Security and Business Threats for Private Equity
Security threats abound for financial services firms, and private equity firms are not immune. From the inside out, the risks to PE firms grow daily, with savvy and experienced hackers looking to target financial firms – and perhaps more concerning – untrained and unaware employees blindly putting their firm’s operational standing in danger.
Beyond cybersecurity, however, there are also business threats to consider. Non-security incidents – everything from minor, incidental business disruptions to large-scale, regional impact events – can also wreak havoc for private equity firms otherwise unprepared to resume business functions. Downtime may prove to be less concerning for a PE manager than his hedge fund counterpart, but that does little to calm uneasy clients and investors who expect operations to run smoothly at all times.
PE Firms Feeling the Regulatory Pressure
The above security and business threats pose a serious challenge for private equity firms today. But beyond managing those risks to satisfy a fund manager’s own inherent desire to protect his/her firm, private equity firms also face significant and growing pressure from external bodies to meet operational excellence standards that continue to develop and evolve.
The Securities and Exchange Commission (SEC) has made it clear to advisers, with the release of several technology and operations-centric guidance recommendations, that business resiliency is and should be a priority. In 2014, the SEC began its cybersecurity initiative and began to advise that private equity firms adopt and employ technical and administrative safeguards to ward against increasing cyber threats. Even more recently, in June 2016, the SEC sent a risk alert to registered firms recommending comprehensive business continuity policies, again highlighting the importance of operational risk management. Also important to note, within both topical areas, the SEC has called attention to third party oversight and has made it clear that firms should conduct thorough due diligence of critical service providers as well as ensure said parties have employed their own comprehensive policies and protocols to mitigate risk.

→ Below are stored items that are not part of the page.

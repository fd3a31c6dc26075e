//! Tracing/logging initialization.
//!
//! Output is JSON by default, with human-readable output behind
//! `LOG_FORMAT=pretty`. The filter comes from `RUST_LOG` and defaults to `info`.

use tracing_subscriber::EnvFilter;

const ENV_LOG_FORMAT: &str = "LOG_FORMAT";

/// Log line format.
#[derive(Debug, Clone, Copy, Default, PartialEq, Eq)]
pub enum LogFormat {
    #[default]
    Json,
    Pretty,
}

impl LogFormat {
    /// Read `LOG_FORMAT`; unknown or missing values mean JSON.
    pub fn from_env() -> Self {
        std::env::var(ENV_LOG_FORMAT)
            .map(|v| Self::parse(&v))
            .unwrap_or_default()
    }

    fn parse(raw: &str) -> Self {
        match raw.trim().to_ascii_lowercase().as_str() {
            "pretty" | "text" => LogFormat::Pretty,
            _ => LogFormat::Json,
        }
    }
}

/// Install the global subscriber.
///
/// Safe to call multiple times (subsequent calls are no-ops).
pub fn init(format: LogFormat) {
    let filter = EnvFilter::try_from_default_env().unwrap_or_else(|_| EnvFilter::new("info"));

    let builder = tracing_subscriber::fmt()
        .with_env_filter(filter)
        .with_timer(tracing_subscriber::fmt::time::SystemTime)
        .with_target(false);

    let _ = match format {
        LogFormat::Json => builder.json().try_init(),
        LogFormat::Pretty => builder.pretty().try_init(),
    };
}
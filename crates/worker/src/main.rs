mod builtin;

use std::sync::Arc;

use anyhow::Context;

use taskforge_engine::{EngineConfig, InMemoryTaskStore, PostgresTaskStore, TaskManager, TaskStore};

use crate::builtin::{DelayExecutor, EchoExecutor};

#[tokio::main]
async fn main() -> anyhow::Result<()> {
    taskforge_observability::init();

    let config = EngineConfig::from_env().context("invalid engine configuration")?;
    let store = open_store().await?;

    let manager = TaskManager::builder(config)
        .register_executor("echo", EchoExecutor)
        .register_executor("delay", DelayExecutor)
        .build(store)?;

    let report = manager.start().await.context("recovery failed")?;
    tracing::info!(?report, config = ?manager.config(), "worker ready");

    tokio::signal::ctrl_c()
        .await
        .context("failed to listen for shutdown signal")?;
    tracing::info!("shutdown signal received");

    manager.stop().await;
    Ok(())
}

async fn open_store() -> anyhow::Result<Arc<dyn TaskStore>> {
    match std::env::var("DATABASE_URL") {
        Ok(url) => {
            let store = PostgresTaskStore::connect(&url)
                .await
                .context("failed to connect to DATABASE_URL")?;
            tracing::info!("using postgres task store");
            Ok(Arc::new(store))
        }
        Err(_) => {
            tracing::warn!("DATABASE_URL not set; tasks will not survive a restart");
            Ok(Arc::new(InMemoryTaskStore::new()))
        }
    }
}
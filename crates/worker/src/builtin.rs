//! Executors shipped with the worker.

use std::time::Duration;

use anyhow::Context;
use async_trait::async_trait;
use serde::Deserialize;
use serde_json::{Value, json};

use taskforge_core::{Payload, Task};
use taskforge_engine::{Executor, ProgressReporter};

/// Completes immediately with its input as output.
pub struct EchoExecutor;

#[async_trait]
impl Executor for EchoExecutor {
    async fn execute(
        &self,
        task: Task,
        _progress: ProgressReporter,
    ) -> anyhow::Result<Option<Payload>> {
        Ok(Some(task.input))
    }
}

#[derive(Debug, Deserialize)]
struct DelayInput {
    #[serde(default = "default_duration_ms")]
    duration_ms: u64,
    #[serde(default = "default_steps")]
    steps: u32,
}

fn default_duration_ms() -> u64 {
    1_000
}

fn default_steps() -> u32 {
    4
}

/// Sleeps `duration_ms`, reporting progress after each of `steps` slices.
///
/// Stops early once the task is cancelled.
pub struct DelayExecutor;

#[async_trait]
impl Executor for DelayExecutor {
    async fn execute(
        &self,
        task: Task,
        progress: ProgressReporter,
    ) -> anyhow::Result<Option<Payload>> {
        let input: DelayInput = serde_json::from_value(Value::Object(task.input))
            .context("invalid delay input")?;
        let steps = input.steps.max(1);
        let slice = Duration::from_millis(input.duration_ms) / steps;

        for step in 1..=steps {
            if progress.is_cancelled() {
                break;
            }
            tokio::time::sleep(slice).await;
            let percent = (u64::from(step) * 100 / u64::from(steps)) as u8;
            progress.report(percent).await;
        }

        let output = json!({ "slept_ms": input.duration_ms, "steps": steps });
        Ok(output.as_object().cloned())
    }
}
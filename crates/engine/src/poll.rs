//! Polling loop for externally-fulfilled tasks.

use std::sync::Arc;

use tokio::time::{self, Instant, MissedTickBehavior};
use tracing::{debug, error, info, warn};

use taskforge_core::{FailureCode, Task, TaskFailure};

use crate::config::AttemptPolicy;
use crate::execution::{ActiveTask, Engine, Write};
use crate::registry::{PollStatus, Poller};

impl Engine {
    /// Poll until the external system reports completion, the overall
    /// timeout fires, the attempt budget runs out, the task is cancelled, or
    /// the engine shuts down. Attempts always start from zero.
    pub(crate) async fn run_polling(self: Arc<Self>, active: Arc<ActiveTask>, poller: Arc<dyn Poller>) {
        let interval = self.config.poll_interval;
        let max_attempts = self.config.max_poll_attempts;
        let deadline = Instant::now() + self.config.poll_timeout;

        let mut ticker = time::interval_at(Instant::now() + interval, interval);
        ticker.set_missed_tick_behavior(MissedTickBehavior::Delay);

        let mut attempts: u32 = 0;
        let mut last_progress = active.record.lock().await.progress;

        loop {
            tokio::select! {
                biased;
                _ = active.cancelled() => {
                    debug!("polling stopped: task cancelled");
                    return;
                }
                _ = self.shutdown_requested() => {
                    debug!("polling stopped: shutting down");
                    return;
                }
                _ = time::sleep_until(deadline) => {
                    let message = format!(
                        "external task did not complete within {:?}",
                        self.config.poll_timeout
                    );
                    self.fail_polling(&active, FailureCode::Timeout, message).await;
                    return;
                }
                _ = ticker.tick() => {}
            }

            let snapshot = active.record.lock().await.clone();
            if snapshot.is_terminal() {
                return;
            }
            let id = snapshot.id;

            // A panicking poller only loses its own call, not the loop.
            let mut call = {
                let poller = poller.clone();
                tokio::spawn(async move { poller.poll(snapshot).await })
            };
            let status = match time::timeout(self.config.poll_call_timeout, &mut call).await {
                Ok(Ok(Ok(status))) => Some(status),
                Ok(Ok(Err(err))) => {
                    let error = format!("{err:#}");
                    warn!(task_id = %id, attempt = attempts + 1, error = %error, "poll failed");
                    None
                }
                Ok(Err(join)) => {
                    let error = if join.is_panic() { "poller panicked" } else { "poll call was aborted" };
                    warn!(task_id = %id, attempt = attempts + 1, error, "poll failed");
                    None
                }
                Err(_) => {
                    call.abort();
                    warn!(
                        task_id = %id,
                        attempt = attempts + 1,
                        timeout = ?self.config.poll_call_timeout,
                        "poll call timed out"
                    );
                    None
                }
            };

            if status.is_some() || self.config.attempt_policy == AttemptPolicy::EveryTick {
                attempts += 1;
            }

            if let Some(status) = status {
                match self.record_poll(&active, status, &mut last_progress).await {
                    PollOutcome::Continue => {}
                    PollOutcome::Finished => return,
                }
            }

            if attempts >= max_attempts {
                let message = format!("external task did not complete after {attempts} poll attempts");
                self.fail_polling(&active, FailureCode::MaxAttempts, message).await;
                return;
            }
        }
    }

    async fn record_poll(
        &self,
        active: &ActiveTask,
        status: PollStatus,
        last_progress: &mut u8,
    ) -> PollOutcome {
        let mut record = active.record.lock().await;
        if active.is_cancelled() || record.is_terminal() {
            return PollOutcome::Finished;
        }
        let id = record.id;

        if status.completed {
            let output = status.output;
            return match self.apply(&mut record, Write::Full, |t| t.mark_completed(output)).await {
                Ok(()) => {
                    info!(task_id = %id, "external task completed");
                    PollOutcome::Finished
                }
                Err(err) => {
                    error!(task_id = %id, error = %err, "failed to persist completion; abandoning");
                    PollOutcome::Finished
                }
            };
        }

        let progress = status.progress.min(100);
        if progress == *last_progress && status.output.is_none() {
            return PollOutcome::Continue;
        }

        let write = if status.output.is_some() { Write::Full } else { Write::Status };
        let output = status.output;
        match self
            .apply(&mut record, write, |t| t.record_progress(progress, output))
            .await
        {
            Ok(()) => *last_progress = progress,
            Err(err) => warn!(task_id = %id, progress, error = %err, "failed to record poll progress"),
        }
        PollOutcome::Continue
    }

    async fn fail_polling(&self, active: &ActiveTask, code: FailureCode, message: String) {
        let mut record = active.record.lock().await;
        if active.is_cancelled() || record.is_terminal() {
            return;
        }
        let id = record.id;
        warn!(task_id = %id, code = %code, "{message}");

        let failure = TaskFailure::new(code, message);
        if let Err(err) = self
            .apply(&mut record, Write::Full, |t: &mut Task| t.mark_failed(failure))
            .await
        {
            error!(task_id = %id, error = %err, "failed to persist poll failure");
        }
    }
}

enum PollOutcome {
    Continue,
    Finished,
}
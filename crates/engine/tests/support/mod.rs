#![allow(dead_code)]

use std::sync::Arc;
use std::sync::atomic::{AtomicUsize, Ordering};
use std::time::Duration;

use async_trait::async_trait;
use serde_json::Value;
use tokio::sync::Semaphore;

use taskforge_core::{OwnerId, Payload, Task, TaskId, TaskStatus};
use taskforge_engine::{
    EngineConfig, InMemoryTaskStore, StoreError, TaskFilter, TaskManager, TaskStore,
};

const WAIT_LIMIT: Duration = Duration::from_secs(5);

pub fn owner() -> OwnerId {
    OwnerId::new("owner-1").unwrap()
}

pub fn payload(value: Value) -> Payload {
    value.as_object().cloned().expect("payload must be a JSON object")
}

/// Short intervals so polling tests finish quickly.
pub fn fast_config() -> EngineConfig {
    EngineConfig::default()
        .with_poll_interval(Duration::from_millis(10))
        .with_poll_timeout(Duration::from_secs(5))
        .with_poll_call_timeout(Duration::from_millis(200))
        .with_max_poll_attempts(10_000)
}

/// Poll the manager until the task reaches `status`.
pub async fn wait_for_status(manager: &TaskManager, id: TaskId, status: TaskStatus) -> Task {
    let deadline = tokio::time::Instant::now() + WAIT_LIMIT;
    loop {
        let task = manager.get(id).await.unwrap();
        if task.status == status {
            return task;
        }
        if tokio::time::Instant::now() > deadline {
            panic!("task {id} stuck in {} waiting for {status}", task.status);
        }
        tokio::time::sleep(Duration::from_millis(5)).await;
    }
}

/// Poll a condition until it holds.
pub async fn wait_until(what: &str, cond: impl Fn() -> bool) {
    let deadline = tokio::time::Instant::now() + WAIT_LIMIT;
    while !cond() {
        if tokio::time::Instant::now() > deadline {
            panic!("timed out waiting for {what}");
        }
        tokio::time::sleep(Duration::from_millis(5)).await;
    }
}

/// Gate an executor can wait on; opened explicitly by the test.
#[derive(Clone)]
pub struct Gate(Arc<Semaphore>);

impl Gate {
    pub fn closed() -> Self {
        Self(Arc::new(Semaphore::new(0)))
    }

    pub async fn pass(&self) {
        self.0.acquire().await.unwrap().forget();
    }

    pub fn open(&self, n: usize) {
        self.0.add_permits(n);
    }
}

/// Counter shared between a test and the handlers it registers.
#[derive(Clone, Default)]
pub struct Counter(Arc<AtomicUsize>);

impl Counter {
    pub fn incr(&self) -> usize {
        self.0.fetch_add(1, Ordering::SeqCst) + 1
    }

    pub fn decr(&self) {
        self.0.fetch_sub(1, Ordering::SeqCst);
    }

    pub fn get(&self) -> usize {
        self.0.load(Ordering::SeqCst)
    }

    /// Raise to `value` if larger.
    pub fn raise(&self, value: usize) {
        self.0.fetch_max(value, Ordering::SeqCst);
    }
}

/// Store whose narrow status writes fail for one task.
pub struct FlakyStore {
    pub inner: Arc<InMemoryTaskStore>,
    pub broken: TaskId,
}

#[async_trait]
impl TaskStore for FlakyStore {
    async fn create(&self, task: &Task) -> Result<(), StoreError> {
        self.inner.create(task).await
    }

    async fn get(&self, id: TaskId) -> Result<Option<Task>, StoreError> {
        self.inner.get(id).await
    }

    async fn update(&self, task: &Task) -> Result<(), StoreError> {
        self.inner.update(task).await
    }

    async fn update_status(
        &self,
        id: TaskId,
        status: TaskStatus,
        progress: u8,
    ) -> Result<(), StoreError> {
        if id == self.broken {
            return Err(StoreError::Storage("connection reset".into()));
        }
        self.inner.update_status(id, status, progress).await
    }

    async fn list(&self, filter: &TaskFilter) -> Result<Vec<Task>, StoreError> {
        self.inner.list(filter).await
    }

    async fn list_pending_or_running(&self) -> Result<Vec<Task>, StoreError> {
        self.inner.list_pending_or_running().await
    }

    async fn list_with_external_id(&self) -> Result<Vec<Task>, StoreError> {
        self.inner.list_with_external_id().await
    }
}
//! In-memory task store for tests/dev.

use std::collections::HashMap;
use std::sync::{Arc, PoisonError, RwLock};

use async_trait::async_trait;
use chrono::Utc;

use taskforge_core::{Task, TaskId, TaskStatus};

use super::{SortOrder, StoreError, TaskFilter, TaskStore};

/// In-memory task store.
///
/// Records live only as long as the process; share one instance between two
/// managers to simulate a restart.
#[derive(Debug, Default)]
pub struct InMemoryTaskStore {
    tasks: RwLock<HashMap<TaskId, Task>>,
}

impl InMemoryTaskStore {
    pub fn new() -> Self {
        Self::default()
    }

    pub fn arc() -> Arc<Self> {
        Arc::new(Self::new())
    }

    /// Insert or overwrite a record directly, bypassing lifecycle checks.
    ///
    /// Used to seed state left behind by a previous process.
    pub fn seed(&self, task: Task) {
        self.write().insert(task.id, task);
    }

    pub fn len(&self) -> usize {
        self.read().len()
    }

    pub fn is_empty(&self) -> bool {
        self.read().is_empty()
    }

    fn read(&self) -> std::sync::RwLockReadGuard<'_, HashMap<TaskId, Task>> {
        self.tasks.read().unwrap_or_else(PoisonError::into_inner)
    }

    fn write(&self) -> std::sync::RwLockWriteGuard<'_, HashMap<TaskId, Task>> {
        self.tasks.write().unwrap_or_else(PoisonError::into_inner)
    }

    fn collect_sorted(&self, predicate: impl Fn(&Task) -> bool) -> Vec<Task> {
        let mut result: Vec<_> = self.read().values().filter(|t| predicate(t)).cloned().collect();
        result.sort_by_key(|t| (t.created_at, t.id));
        result
    }
}

#[async_trait]
impl TaskStore for InMemoryTaskStore {
    async fn create(&self, task: &Task) -> Result<(), StoreError> {
        let mut tasks = self.write();
        if tasks.contains_key(&task.id) {
            return Err(StoreError::AlreadyExists(task.id));
        }
        tasks.insert(task.id, task.clone());
        Ok(())
    }

    async fn get(&self, id: TaskId) -> Result<Option<Task>, StoreError> {
        Ok(self.read().get(&id).cloned())
    }

    async fn update(&self, task: &Task) -> Result<(), StoreError> {
        let mut tasks = self.write();
        match tasks.get_mut(&task.id) {
            Some(existing) => {
                *existing = task.clone();
                Ok(())
            }
            None => Err(StoreError::NotFound(task.id)),
        }
    }

    async fn update_status(
        &self,
        id: TaskId,
        status: TaskStatus,
        progress: u8,
    ) -> Result<(), StoreError> {
        let mut tasks = self.write();
        let task = tasks.get_mut(&id).ok_or(StoreError::NotFound(id))?;
        task.status = status;
        task.progress = progress.min(100);
        task.updated_at = Utc::now();
        Ok(())
    }

    async fn list(&self, filter: &TaskFilter) -> Result<Vec<Task>, StoreError> {
        let mut result = self.collect_sorted(|t| filter.matches(t));
        if filter.order == SortOrder::NewestFirst {
            result.reverse();
        }

        Ok(result
            .into_iter()
            .skip(filter.offset)
            .take(filter.effective_limit())
            .collect())
    }

    async fn list_pending_or_running(&self) -> Result<Vec<Task>, StoreError> {
        Ok(self.collect_sorted(|t| {
            matches!(t.status, TaskStatus::Pending | TaskStatus::Running)
        }))
    }

    async fn list_with_external_id(&self) -> Result<Vec<Task>, StoreError> {
        Ok(self.collect_sorted(Task::is_external))
    }
}
#![no_std]

extern crate alloc;

use serde::{Deserialize, Serialize};

pub use cell::*;
pub use config::*;
pub use editor::*;
pub use engine::*;
pub use error::*;
pub use grid::*;
pub use input::*;
pub use types::*;

pub mod level;

mod cell;
mod config;
mod editor;
mod engine;
mod error;
mod grid;
mod input;
mod types;

/// Why a move left the state unchanged.
#[derive(Copy, Clone, Debug, PartialEq, Eq, Serialize, Deserialize)]
pub enum RejectReason {
    /// Not started yet, or already won or lost.
    Inactive,
    OutOfBounds,
    NotAdjacent,
    Wall,
}

#[derive(Copy, Clone, Debug, PartialEq, Eq, Serialize, Deserialize)]
pub enum MoveOutcome {
    Rejected(RejectReason),
    Advanced,
    Won,
    Lost,
}

impl MoveOutcome {
    pub const fn has_update(self) -> bool {
        use MoveOutcome::*;
        match self {
            Rejected(_) => false,
            Advanced => true,
            Won => true,
            Lost => true,
        }
    }
}

#[derive(Copy, Clone, Debug, PartialEq, Eq)]
pub enum MarkOutcome {
    NoChange,
    Changed,
}

impl MarkOutcome {
    pub const fn has_update(self) -> bool {
        match self {
            Self::NoChange => false,
            Self::Changed => true,
        }
    }
}
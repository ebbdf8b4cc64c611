use alloc::string::String;

use crate::*;

/// Paint tool for wall layouts.
#[derive(Clone, Debug, PartialEq, Eq)]
pub struct LevelEditor {
    grid: Grid,
}

impl LevelEditor {
    pub fn new(rows: Coord, cols: Coord) -> Result<Self> {
        Ok(Self {
            grid: Grid::new(rows, cols)?,
        })
    }

    pub fn from_grid(grid: Grid) -> Self {
        Self { grid }
    }

    pub fn grid(&self) -> &Grid {
        &self.grid
    }

    /// Flips a cell between wall and empty. Any non-wall cell becomes a wall.
    pub fn toggle_wall(&mut self, coords: Coord2) -> MarkOutcome {
        let Some(cell) = self.grid.get(coords) else {
            log::warn!("ignoring toggle outside the grid at {:?}", coords);
            return MarkOutcome::NoChange;
        };

        self.grid[coords] = match cell {
            Cell::Wall => Cell::Empty,
            Cell::Empty | Cell::Visited => Cell::Wall,
        };
        log::trace!("toggle {:?}: {:?} -> {:?}", coords, cell, self.grid[coords]);
        MarkOutcome::Changed
    }

    /// Empties every cell, keeping the dimensions.
    pub fn clear(&mut self) -> MarkOutcome {
        if self.grid.iter().all(|(_, cell)| cell == Cell::Empty) {
            return MarkOutcome::NoChange;
        }
        self.grid = Grid::empty(self.grid.size());
        MarkOutcome::Changed
    }

    pub fn save(&self) -> core::result::Result<String, LevelError> {
        level::encode(&self.grid)
    }

    /// Replaces the painted grid with a decoded level.
    ///
    /// On failure the error is logged and returned, and the current grid stays as it was.
    pub fn load(&mut self, text: &str) -> core::result::Result<(), LevelError> {
        match level::decode(text) {
            Ok(grid) => {
                log::debug!("loaded {:?} level", grid.size());
                self.grid = grid;
                Ok(())
            }
            Err(err) => {
                log::error!("Could not load level: {}", err);
                Err(err)
            }
        }
    }

    /// Playable configuration using the painted walls.
    pub fn to_config(&self, start: Coord2) -> Result<GameConfig> {
        GameConfig::from_level(&self.grid, start)
    }
}

impl Default for LevelEditor {
    fn default() -> Self {
        Self {
            grid: Grid::empty(GameConfig::DEFAULT_SIZE),
        }
    }
}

Private Equity Risk Management Strategies
How then, with all of the aforementioned security threats, resiliency concerns and regulatory pressures, do private equity firms manage and mitigate the risks they face? A clear strategy is needed, one that combines infrastructure and business resiliency protocols designed to protect the firm’s equity assets while also demonstrating a commitment to operational excellence now viewed as a necessity by industry parties. This strategy must include:
- Contingency Planning: A comprehensive strategy company wide for disaster recovery (DR), business continuity planning (BCP) and scenario-based planning, such as in the event of a pandemic. It’s imperative for private equity firms to identify the potential impacts of a business disruption and employ practices ahead of a disaster to prevent undue harm to the firm – whether it manifests itself in operational, financial or reputational form.
- Security Preparedness & Protections: There are layers upon layers of protections to employ to keep your private equity firm safe from cyber threats, but a few focus areas include: a comprehensive written information security plan (WISP) as recommended by the SEC, infrastructure security controls and monitoring tools such as active threat protection services and intrusion detection systems, and ongoing employee education, awareness and training tools to cultivate a culture of security that will protect against insider threats.
- Third Party Oversight: As mentioned, the SEC has now highlighted third party oversight in two of its recent guidance recommendations (related to cybersecurity and business continuity planning), and as PE firms look to broaden their outsourcing efforts and leverage critical third parties such as cloud providers, administrators and accountants, it becomes more clear with each passing day how imperative it is to maintain strict oversight of these providers. As private equity firms gain great benefits from these outsourced functions, they should continue to take ownership of those relationships and evaluate on an ongoing basis how successfully each provider is managing risk.